After reviewing the summary judgment evidence, this Court finds that the defendants, Keesee and Addington, did not violate plaintiff's constitutional rights, by their failure to segregate Charles Cunningham from the general inmate population. Exposing inmates to communicable disease may violate their constitutional rights. See Smith v. Sullivan, 553 F.2d 373, 380 (5th Cir.1977). However, as the record before this Court now stands, there have been no facts showing that the plaintiff was at risk of contracting AIDS. See Foy v. Owens, No. 85-6909 (E.D.Pa. March 19, 1986) (Westlaw 1986 WL 5564).
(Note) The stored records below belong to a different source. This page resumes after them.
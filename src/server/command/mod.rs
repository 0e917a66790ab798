//! Client commands.
//!
//! Each command is a single line: a verb followed by space separated arguments. Lines with an
//! unknown verb parse into [`Command::Unknown`] and are ignored by the dispatcher.

pub mod parser;

use crate::debugger::ThreadNum;

#[derive(thiserror::Error, Debug)]
pub enum CommandError {
    #[error("malformed command: {0}")]
    Parsing(String),
}

pub type CommandResult<T> = Result<T, CommandError>;

#[derive(Debug, Clone, PartialEq, Eq)]
pub enum Command {
    Quit,
    Join(ThreadNum),
    Wait(ThreadNum),
    Suspend(ThreadNum),
    Resume(ThreadNum),
    Step(ThreadNum),
    StepOver(ThreadNum),
    Stack(ThreadNum),
    Print {
        thread: ThreadNum,
        level: u32,
        expr: String,
    },
    Break {
        line: u32,
        file: String,
    },
    Unbreak {
        line: u32,
        file: String,
    },
    Fact(u64),
    Activation,
    Agenda {
        count: usize,
        module: Option<String>,
    },
    Threads,
    Unknown(String),
}
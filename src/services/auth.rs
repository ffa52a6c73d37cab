//! Authentication and user management service

use argon2::{
    password_hash::{rand_core::OsRng, PasswordHash, PasswordHasher, PasswordVerifier, SaltString},
    Argon2,
};
use chrono::Utc;

use crate::{
    config::AuthConfig,
    error::{AppError, AppResult},
    models::user::{CreateUser, User, UserClaims},
    repository::Repository,
};

#[derive(Clone)]
pub struct AuthService {
    repository: Repository,
    config: AuthConfig,
}

impl AuthService {
    pub fn new(repository: Repository, config: AuthConfig) -> Self {
        Self { repository, config }
    }

    /// Authenticate user by login and return a JWT token
    pub async fn authenticate(&self, login: &str, password: &str) -> AppResult<(String, User)> {
        let user = self
            .repository
            .users
            .get_by_login(login)
            .await
            .map_err(|_| AppError::Authentication("Invalid login or password".to_string()))?;

        if !self.verify_password(&user, password)? {
            return Err(AppError::Authentication(
                "Invalid login or password".to_string(),
            ));
        }

        let now = Utc::now().timestamp();
        let exp = now + (self.config.jwt_expiration_hours as i64 * 3600);

        let claims = UserClaims {
            sub: user.login.clone(),
            user_id: user.id,
            permissions: user.permissions(),
            exp,
            iat: now,
        };

        let token = claims
            .create_token(&self.config.jwt_secret)
            .map_err(|e| AppError::Internal(format!("Failed to create token: {}", e)))?;

        Ok((token, user))
    }

    /// Create a new user with a hashed password
    pub async fn create_user(&self, user: CreateUser) -> AppResult<User> {
        let hash = self.hash_password(&user.password)?;
        self.repository.users.create(&user, &hash).await
    }

    /// Get user by ID
    pub async fn get_user(&self, id: i32) -> AppResult<User> {
        self.repository.users.get_by_id(id).await
    }

    /// Delete a user; their borrowed copies keep existing without a borrower
    pub async fn delete_user(&self, id: i32) -> AppResult<()> {
        self.repository.users.delete(id).await
    }

    /// Verify user password
    fn verify_password(&self, user: &User, password: &str) -> AppResult<bool> {
        let parsed_hash = PasswordHash::new(&user.password)
            .map_err(|_| AppError::Internal("Invalid password hash".to_string()))?;
        Ok(Argon2::default()
            .verify_password(password.as_bytes(), &parsed_hash)
            .is_ok())
    }

    /// Hash a password using Argon2
    pub fn hash_password(&self, password: &str) -> AppResult<String> {
        let salt = SaltString::generate(&mut OsRng);
        let argon2 = Argon2::default();
        let hash = argon2
            .hash_password(password.as_bytes(), &salt)
            .map_err(|e| AppError::Internal(format!("Failed to hash password: {}", e)))?;
        Ok(hash.to_string())
    }
}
The medical evidence indicates that a person can become infected with AIDS by sexual contact with someone infected with the AIDS virus or by sharing drug needles and syringes with an infected person. See also Maddox v. Goode, No. 88-7880 (E.D.Pa. February 27, 1989) (Westlaw 1989 WL 17544), and Glick v. Henderson, 855 F.2d 536, 539-40 (8th Cir.1988). However, the plaintiff has alleged no facts nor produced any summary judgment evidence indicating there were instances of sexual contact among inmates, intravenous drug use between himself and Charles Cunningham, nor any other activities that could pose a serious risk of transmission of AIDS. This Court finds that under the facts alleged and the summary judgment evidence presented, the United States Constitution does not require the segregation of HIV-positive inmates from the general inmate population of Lubbock County Jail. See Maddox, No. 88-7880; Glick, 855 F.2d at 539-40; see also, Muhammad v. Frame, No. 87-5282 (E.D.Pa. September 11, 1987) (Westlaw 1987 WL 16889). In addition, the plaintiff has failed to controvert with proper summary judgment evidence that the initial test of Charles Cunningham was anything other than a "false positive" as shown by the subsequent tests.

The plaintiff has wholly failed to produce evidence of any other violation of a constitutional right by defendants, Keesee and Addington.


Judgment shall be entered for the defendants, in accordance with the above. Plaintiff shall bear all costs of court.



[1] Additionally, the plaintiff agrees that the Clayton case presented virtually identical facts and issues of law as this case. See Plaintiff's Response, at II.

[2] The plaintiff states he "will assume that `facts' 1 through 12 are true." See id. at I.